The one thing that every kid has in common is that they watch t.v. (although some more than others). So when I was assigned to teach a Locally Developed Math Class, I tried every way possible to make connections to what the kids are surrounded by every day. For the Money unit, we were learning how to estimate prices... so what better way to engage the students, than to have a Price is Right game show right in the classroom!

Here it is below for anyone interested... you can use items from the school, home, or to make it more interesting, take a little trip to your closest dollar store. The kids were all involved (even the ones who refused to usually participate because of low confidence in the subject), there were lots of laughs, and lots of application of knowledge learned.

Estimating Prices
The Price is Right Game

The contestants from the Contestant Row who guesses the cost of the item, closest to the actual price without going over, wins it and has the chance to play in the Final Showdown.

-have the students write the price they think it is on their cards
-show the cards, the closest without going over qualifies for the final
-before entering the final, they need to go to the board to answer a math/ real life situation question for an additional prize (pencil or pen, or candy…). Have the audience answer the questions too, and they will be the judges to tell them if their answer is right or not.
*If you are calculating a price on the calculator, and the final answer is 16.5, how do you read this?
*You are working as a cashier. A customer purchases a candy for 65 cents, and gives you a dollar for it. How much change would you give them? Describe 3 different ways that you can give them this change.
*The cost of a water bottle is \$1.65. Round this price to the nearest half dollar. Round the price to the nearest full dollar.
*You have a grocery list with 10 items on it.

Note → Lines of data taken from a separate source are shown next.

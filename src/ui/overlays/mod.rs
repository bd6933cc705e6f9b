pub mod action_menu;
pub mod config_viewer;
pub mod toast;
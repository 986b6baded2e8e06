//! JRPC - transport-agnostic JSON-RPC 2.0
//!
//! This is the convenience crate that re-exports the protocol core. Use it
//! if you want a single dependency; transports and dispatchers only need the
//! types below.
//!
//! # Architecture
//!
//! - **jrpc-core**: messages, codec, protocol facade, error handling, logging
//!
//! # Quick Start - Client
//!
//! ```rust
//! use jrpc::{JsonRpcProtocol, JsonRpcResponse};
//! use serde_json::json;
//!
//! let protocol = JsonRpcProtocol::new();
//! let request = protocol
//!     .create_request("add", Some(vec![json!(5), json!(3)]), None, false)
//!     .unwrap();
//! let wire = request.serialize().unwrap();
//! # let _ = wire;
//!
//! // ... ship `wire`, receive the reply text ...
//! let reply = protocol
//!     .parse_reply(r#"{"jsonrpc":"2.0","id":1,"result":8}"#)
//!     .unwrap();
//! assert!(matches!(reply, JsonRpcResponse::Success(_)));
//! ```
//!
//! # Quick Start - Server
//!
//! ```rust
//! use jrpc::{Error, JsonRpcProtocol, RequestMessage};
//!
//! let protocol = JsonRpcProtocol::new();
//! let data = r#"{"jsonrpc":"2.0","method":"nope","id":7}"#;
//!
//! let reply = match protocol.parse_request(data) {
//!     Ok(RequestMessage::Single(request)) => request
//!         .error_respond(Error::MethodNotFound(request.method.clone()))
//!         .map(|r| r.serialize().unwrap()),
//!     Ok(RequestMessage::Batch(_)) => None,
//!     Err(Error::JsonRpc(e)) => Some(e.error_respond().serialize().unwrap()),
//!     Err(e) => panic!("{}", e),
//! };
//! assert!(reply.unwrap().contains("-32601"));
//! ```

pub use jrpc_core as core;

pub use jrpc_core::{
    init_logging, BatchItem, Encoder, Error, ErrorKind, Id, JsonEncoder, JsonRpcBatchRequest,
    JsonRpcBatchResponse, JsonRpcError, JsonRpcErrorResponse, JsonRpcProtocol, JsonRpcRequest,
    JsonRpcResponse, JsonRpcSuccessResponse, LogConfig, LogFormat, Params, PrettyEncoder,
    ProtocolBuilder, ProtocolMetrics, RequestMessage, Result, RpcBatchProtocol, RpcProtocol,
    SharedEncoder,
};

List 2 reasons why it would be helpful to estimate the cost of each item before going to the store.

-after doing this for 6 items, there will be 6 students in the semi-finals; have them one at a time draw 2 notes from a hat. In this hat there will be multiple notes with different amounts of cents on it. The 2 students that have the closest to a dollar without going over (have students all add these up in their notebook), goes onto the Final Show-down
-the final show-down will include dividing the class into 2 groups… and the last 2 left will go head to head trying to estimate the cost of multiple items (without going over), while the others will be their teammates to help them out.

### Every Graph Tells a Story

It's one thing to be able to plot points on a graph, but its a very different skill to be able to understand what it all means and communicate it in words.

Distance-Time Graphs (Plotting the distance moved over an interval of time, be it seconds, minutes or hours) are a lot of fun to teach for this story-telling reason! Since there are so many ways and reasons why things move over a period of time, students can work together to produce some concrete evidence of understanding in an interactive and creative way. Here's how I have done it in a classroom once before:

*Students will work in pairs. They will create a narrative that involves something/someone moving at different speeds and different distances, with reasoning as to why. It needs to be a minimum of half a page. They also need to make an answer key (on a separate page) that is the graphed version of their story. You can incorporate technology by having students make animated videos or actually record their movie.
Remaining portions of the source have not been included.